Puntos clave Brasilia apoyó la idea de vuelos internacionales en Congonhas, pero no es una luz verde definitiva. El inicio más temprano que se está discutiendo es 2028, vinculado a la reconstrucción de Aena entre 2.000 y 2.500 millones de reales (entre 370 y 463 millones de dólares). Si se aprueba, probablemente significaría rutas cortas a Sudamérica, no un servicio intercontinental de larga distancia. El aeropuerto más conveniente de São Paulo está tratando de recuperar un estatus que perdió hace años: enviar pasajeros a través de fronteras. Congonhas es hoy un caballo de batalla exclusivamente doméstico, apreciado por estar cerca del núcleo comercial de la ciudad.
Esta semana, el Gobierno federal emitió una opinión técnica favorable respaldando la solicitud de Aena de restablecer las operaciones internacionales allí. Es un paso importante. También está lejos del último.
Lo “detrás de la historia” es que las decisiones en materia de aviación en Brasil rara vez se refieren únicamente a las pistas de aterrizaje. Se trata de quién controla la capacidad, dónde se gasta el dinero y cómo un país transmite modernidad a inversores y viajeros.
Congonhas se asienta sobre un inmueble urbano de gran valor. Volverlo internacional nuevamente trasladaría la comodidad hacia el centro de São Paulo y empujaría los patrones de tráfico que durante mucho tiempo han favorecido al centro más grande y alejado de Guarulhos.

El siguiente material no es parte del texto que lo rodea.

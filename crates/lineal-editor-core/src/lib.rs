//! lineal-editor-core: Pure Rust editor logic without DOM dependencies.
//!
//! This crate provides:
//! - `LineBuffer` - ordered lines with stable `LineId` handles
//! - `mapper` - DOM position ↔ logical `(line, column)` conversion, generic over `DomTree`
//! - `reconcile` - keyed line-node reconciliation and gutter rebuild
//! - `selection` - selection tracking and the `SelectionPort` adapters
//! - `Editor<S>` - the editor, generic over its rendering surface
//! - `plugin` / `plugins` - explicit plugin association and the built-in plugins
//! - `MemoryDom` - an in-memory surface for headless use and tests

pub mod actions;
pub mod config;
pub mod editor;
pub mod error;
pub mod mapper;
pub mod memory;
pub mod platform;
pub mod plugin;
pub mod plugins;
pub mod reconcile;
pub mod render;
pub mod selection;
pub mod text;
pub mod types;

pub use actions::{BeforeInputResult, InputEvent, InputType};
pub use config::{EditorConfig, FocusLine};
pub use editor::{Editor, EditorId, EditorOps};
pub use error::EditorError;
pub use mapper::{column_at, line_index, owning_line, position_at};
pub use memory::{GutterEntry, LINE_HEIGHT, MemoryDom, NodeId};
pub use platform::{
    DomTree, NativeSelection, NodeKind, RenderSurface, ScrollMetrics, SelectionPort, SurfaceError,
};
pub use plugin::{Plugin, PluginBus, PluginRegistry};
pub use plugins::{BasicEdit, HintOverlay, render_with_hint};
pub use reconcile::{ReconcileStats, reconcile_lines};
pub use render::{LineContent, LineContext, LineRenderer, RenderNode, render_line};
pub use selection::{SelectionTracker, horizontal_scroll_target, read_selection, write_selection};
pub use smol_str::SmolStr;
pub use text::{LineBuffer, LineId, char_to_utf16_offset, utf16_to_char_offset};
pub use types::{DomPoint, LogicalPosition, LogicalSelection};
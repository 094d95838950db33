//! Editor configuration.
//!
//! Hosts pass a plain object (camelCase keys) which is decoded with serde.
//! Every field has a default, so `{}` is a valid configuration.

use serde::{Deserialize, Serialize};

/// Which owning line the focus side of a selection is resolved against.
#[derive(Clone, Copy, Debug, Default, PartialEq, Eq, Serialize, Deserialize)]
#[serde(rename_all = "lowercase")]
pub enum FocusLine {
    /// Resolve the end line from the anchor node's owning line.
    ///
    /// A selection that spans several lines therefore reports the anchor's
    /// line as its end line. Kept as the default until the intended
    /// semantics are confirmed.
    #[default]
    Anchor,
    /// Resolve the end line from the focus node's own owning line.
    Focus,
}

/// Per-editor configuration.
#[derive(Clone, Debug, PartialEq, Eq, Serialize, Deserialize)]
#[serde(rename_all = "camelCase", default)]
pub struct EditorConfig {
    /// Soft-wrap long lines.
    pub wrap: bool,
    /// Render the line-number gutter.
    pub gutter: bool,
    /// End-of-selection line lookup.
    pub focus_line: FocusLine,
    /// Maximum tracing level for the console logger (`trace` .. `error`).
    pub log_level: Option<String>,
}

impl Default for EditorConfig {
    fn default() -> Self {
        Self {
            wrap: false,
            gutter: true,
            focus_line: FocusLine::Anchor,
            log_level: None,
        }
    }
}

El aeropuerto del centro de São Paulo podría internacionalizarse, si los reguladores lo aprueban. (Foto reproducción de Internet) Los funcionarios fueron cuidadosos con su redacción. El Ministerio de Transportes y Puertos destacó que el dictamen no autoriza vuelos. Eso importa porque viene lo difícil: convertir un aeropuerto en una frontera.
Aena aún necesita las aprobaciones de las agencias que realizan físicamente las entradas, los controles sanitarios, los controles agrícolas y las aduanas.
El plan internacional de Congonhas depende de mejoras y aprobaciones Sólo después de que esas piezas estén en su lugar, el proceso formal pasa a la ANAC, el regulador de aviación que decide si Congonhas puede ser designado para servicio internacional.
La propuesta de Aena se centra en rutas regulares de pasajeros de corta y media distancia dentro de Sudamérica. Ésa es la apuesta realista. Congonhas está diseñado para velocidad y alta rotación, no para operaciones de aviones de larga distancia.
El plan también depende de la construcción. Aena vincula el proyecto internacional a un programa de modernización y ampliación valorado entre 2.000 y 2.500 millones de reales (entre 370 y 463 millones de dólares), que incluye una nueva terminal y el espacio necesario para inspecciones y seguridad.
Por lo tanto, el objetivo de 2028 es menos una promesa que una fecha límite fijada por la ingeniería, la burocracia y la política.
Si tiene éxito, podría comprimir los tiempos de viaje para viajes de negocios regionales, alterar las opciones de red de aerolíneas y mostrar cómo Brasil está utilizando la inversión basada en concesiones para ampliar la capacidad sin construir un nuevo aeropuerto desde cero.